/---

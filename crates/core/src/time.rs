use chrono::{DateTime, Duration, Utc};

/// Time source for session transitions.
///
/// Sessions never read the system clock themselves; the services layer asks a
/// `Clock` for `now` and passes it into every transition.
#[derive(Debug, Clone, Copy, Default)]
pub enum Clock {
    #[default]
    System,
    Fixed(DateTime<Utc>),
}

impl Clock {
    /// Returns a clock fixed at the given timestamp.
    #[must_use]
    pub fn fixed(at: DateTime<Utc>) -> Self {
        Self::Fixed(at)
    }

    /// Returns the current time according to the clock.
    #[must_use]
    pub fn now(&self) -> DateTime<Utc> {
        match self {
            Clock::System => Utc::now(),
            Clock::Fixed(t) => *t,
        }
    }

    /// If this is a fixed clock, advance it by the given duration.
    ///
    /// Has no effect on `Clock::System`.
    pub fn advance(&mut self, delta: Duration) {
        if let Clock::Fixed(t) = self {
            *t += delta;
        }
    }
}

/// Elapsed time between two instants, clamped at zero when `to` precedes `from`.
#[must_use]
pub fn elapsed_between(from: DateTime<Utc>, to: DateTime<Utc>) -> Duration {
    let delta = to - from;
    if delta < Duration::zero() {
        Duration::zero()
    } else {
        delta
    }
}

/// Deterministic timestamp for tests and examples (2023-11-14T22:13:20Z).
pub const FIXED_TEST_TIMESTAMP: i64 = 1_700_000_000;

/// Returns a deterministic `DateTime<Utc>` for tests and doc examples.
///
/// # Panics
///
/// Panics if the fixed timestamp cannot be represented.
#[must_use]
pub fn fixed_now() -> DateTime<Utc> {
    DateTime::<Utc>::from_timestamp(FIXED_TEST_TIMESTAMP, 0)
        .expect("fixed timestamp should be valid")
}

/// Returns a `Clock` fixed at the deterministic test timestamp.
#[must_use]
pub fn fixed_clock() -> Clock {
    Clock::fixed(fixed_now())
}

#[cfg(test)]
mod tests {
    use super::*;

    #[test]
    fn fixed_clock_advances() {
        let mut clock = fixed_clock();
        clock.advance(Duration::milliseconds(2_000));
        assert_eq!(clock.now() - fixed_now(), Duration::milliseconds(2_000));
    }

    #[test]
    fn elapsed_never_negative() {
        let now = fixed_now();
        let earlier = now - Duration::seconds(5);
        assert_eq!(elapsed_between(now, earlier), Duration::zero());
        assert_eq!(elapsed_between(earlier, now), Duration::seconds(5));
    }
}
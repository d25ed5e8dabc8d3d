use drill_core::settings::{PracticeSettings, PracticeSettingsDraft};

use crate::error::PracticeError;

/// Parse and validate practice settings from a JSON document.
///
/// Missing fields take their defaults, so `{}` is a valid document.
///
/// # Errors
///
/// Returns `PracticeError::Config` for malformed JSON and
/// `PracticeError::Settings` when a value fails validation.
pub fn settings_from_json(json: &str) -> Result<PracticeSettings, PracticeError> {
    let draft: PracticeSettingsDraft = serde_json::from_str(json)?;
    Ok(draft.validate()?)
}
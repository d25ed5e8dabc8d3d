//! Final performance metrics for completed sessions.

use chrono::Duration;

use crate::model::{GameKind, Session, SessionError, SessionExtras};
use crate::settings::ScoringTable;

/// Game-specific rate metrics reported alongside the common counters.
#[derive(Debug, Clone, Copy, PartialEq, Eq)]
pub enum GameMetrics {
    None,
    Streak {
        max_streak: u32,
    },
    Typing {
        words_per_minute: u32,
        /// Mean recorded interval per answered word.
        average_word_time: Duration,
    },
    Scramble {
        hints_used: u32,
    },
}

/// Summary of a completed session.
#[derive(Debug, Clone, PartialEq, Eq)]
pub struct SessionStats {
    pub game: GameKind,
    pub correct_answers: usize,
    pub incorrect_answers: usize,
    pub total: usize,
    /// Integer percentage, rounded half-up.
    pub accuracy: u32,
    pub xp_earned: u32,
    pub time_spent: Duration,
    pub metrics: GameMetrics,
}

/// `100 * correct / total`, rounded half-up; zero when `total` is zero.
#[must_use]
pub fn accuracy(correct: usize, total: usize) -> u32 {
    if total == 0 {
        return 0;
    }
    let correct = correct.min(total) as u64;
    let total = total as u64;
    u32::try_from((200 * correct + total) / (2 * total)).unwrap_or(100)
}

/// `round(words / minutes)`; zero when no time was recorded.
#[must_use]
pub fn words_per_minute(words: usize, elapsed: Duration) -> u32 {
    let millis = elapsed.num_milliseconds();
    if millis <= 0 {
        return 0;
    }
    let millis = millis as u128;
    let scaled = (words as u128 * 60_000 + millis / 2) / millis;
    u32::try_from(scaled).unwrap_or(u32::MAX)
}

/// Computes the summary for a completed session using `table` for XP.
///
/// # Errors
///
/// Returns `SessionError::InProgress` if the session has unanswered questions.
pub fn session_stats(session: &Session, table: &ScoringTable) -> Result<SessionStats, SessionError> {
    let time_spent = session.time_spent().ok_or(SessionError::InProgress)?;
    let game = session.game();
    let correct = session.correct_answers();
    let total = session.questions().len();
    let correct_u32 = u32::try_from(correct).unwrap_or(u32::MAX);

    let base_xp = correct_u32.saturating_mul(table.per_correct(game));
    let (bonus, penalty, metrics) = match session.extras() {
        SessionExtras::None => (0, 0, GameMetrics::None),
        SessionExtras::Streak { max_streak, .. } => (
            max_streak.saturating_mul(table.streak_bonus_rate),
            0,
            GameMetrics::Streak { max_streak },
        ),
        SessionExtras::Typing { words_per_minute } => {
            let wpm = words_per_minute.unwrap_or(0);
            let answered = i32::try_from(session.current_index()).unwrap_or(i32::MAX);
            let average_word_time = if answered == 0 {
                Duration::zero()
            } else {
                session.typing_time() / answered
            };
            (
                table.speed_bonus(wpm),
                0,
                GameMetrics::Typing {
                    words_per_minute: wpm,
                    average_word_time,
                },
            )
        }
        SessionExtras::Scramble { hints } => (
            0,
            hints.saturating_mul(table.hint_penalty),
            GameMetrics::Scramble { hints_used: hints },
        ),
    };

    Ok(SessionStats {
        game,
        correct_answers: correct,
        incorrect_answers: session.incorrect_answers(),
        total,
        accuracy: accuracy(correct, total),
        xp_earned: base_xp.saturating_add(bonus).saturating_sub(penalty),
        time_spent,
        metrics,
    })
}

#[cfg(test)]
mod tests {
    use super::*;
    use crate::model::{
        AnswerField, LessonId, Question, QuestionId, QuestionKind, SessionId, WordPair,
    };
    use crate::time::fixed_now;
    use pretty_assertions::assert_eq;

    fn choice_session(game: GameKind, words: &[(&str, &str)]) -> Session {
        let questions = words
            .iter()
            .enumerate()
            .map(|(i, (korean, english))| Question {
                id: QuestionId::from_random_bytes([i as u8; 16]),
                word: WordPair::new(format!("w{i}"), *korean, *english),
                correct_answer: (*korean).to_owned(),
                answer_field: AnswerField::Korean,
                kind: QuestionKind::Choice {
                    options: vec![(*korean).to_owned()],
                },
            })
            .collect();
        Session::new(
            SessionId::from_random_bytes([1; 16]),
            LessonId::new("l1"),
            game,
            questions,
            fixed_now(),
        )
    }

    #[test]
    fn accuracy_rounds_half_up() {
        assert_eq!(accuracy(0, 0), 0);
        assert_eq!(accuracy(1, 3), 33);
        assert_eq!(accuracy(2, 3), 67);
        assert_eq!(accuracy(1, 8), 13);
        assert_eq!(accuracy(5, 5), 100);
    }

    #[test]
    fn wpm_rounds_to_nearest() {
        assert_eq!(words_per_minute(10, Duration::seconds(0)), 0);
        assert_eq!(words_per_minute(10, Duration::seconds(60)), 10);
        assert_eq!(words_per_minute(7, Duration::seconds(40)), 11);
    }

    #[test]
    fn stats_require_completion() {
        let session = choice_session(GameKind::Quiz, &[("사과", "apple")]);
        assert_eq!(
            session_stats(&session, &ScoringTable::default()).unwrap_err(),
            SessionError::InProgress
        );
    }

    #[test]
    fn quiz_xp_is_per_correct() {
        let table = ScoringTable::default();
        let s = choice_session(GameKind::Quiz, &[("사과", "apple"), ("배", "pear")]);
        let s = s.submit_answer("사과", fixed_now()).unwrap().session;
        let s = s.submit_answer("사과", fixed_now()).unwrap().session;
        let stats = session_stats(&s, &table).unwrap();
        assert_eq!(
            stats,
            SessionStats {
                game: GameKind::Quiz,
                correct_answers: 1,
                incorrect_answers: 1,
                total: 2,
                accuracy: 50,
                xp_earned: 10,
                time_spent: Duration::zero(),
                metrics: GameMetrics::None,
            }
        );
    }

    #[test]
    fn custom_table_changes_xp() {
        let table = ScoringTable {
            fill_blanks_per_correct: 7,
            ..ScoringTable::default()
        };
        let s = choice_session(GameKind::FillBlanks, &[("사과", "apple")]);
        let s = s.submit_answer("사과", fixed_now()).unwrap().session;
        assert_eq!(session_stats(&s, &table).unwrap().xp_earned, 7);
    }
}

\---

| What is expected |
Pull out all lines from the listing that contain the string "Copy".

| Worked solution |
#[derive(Debug, Clone, Copy, Default)]
#[derive(Debug, Clone, Copy, PartialEq, Eq)]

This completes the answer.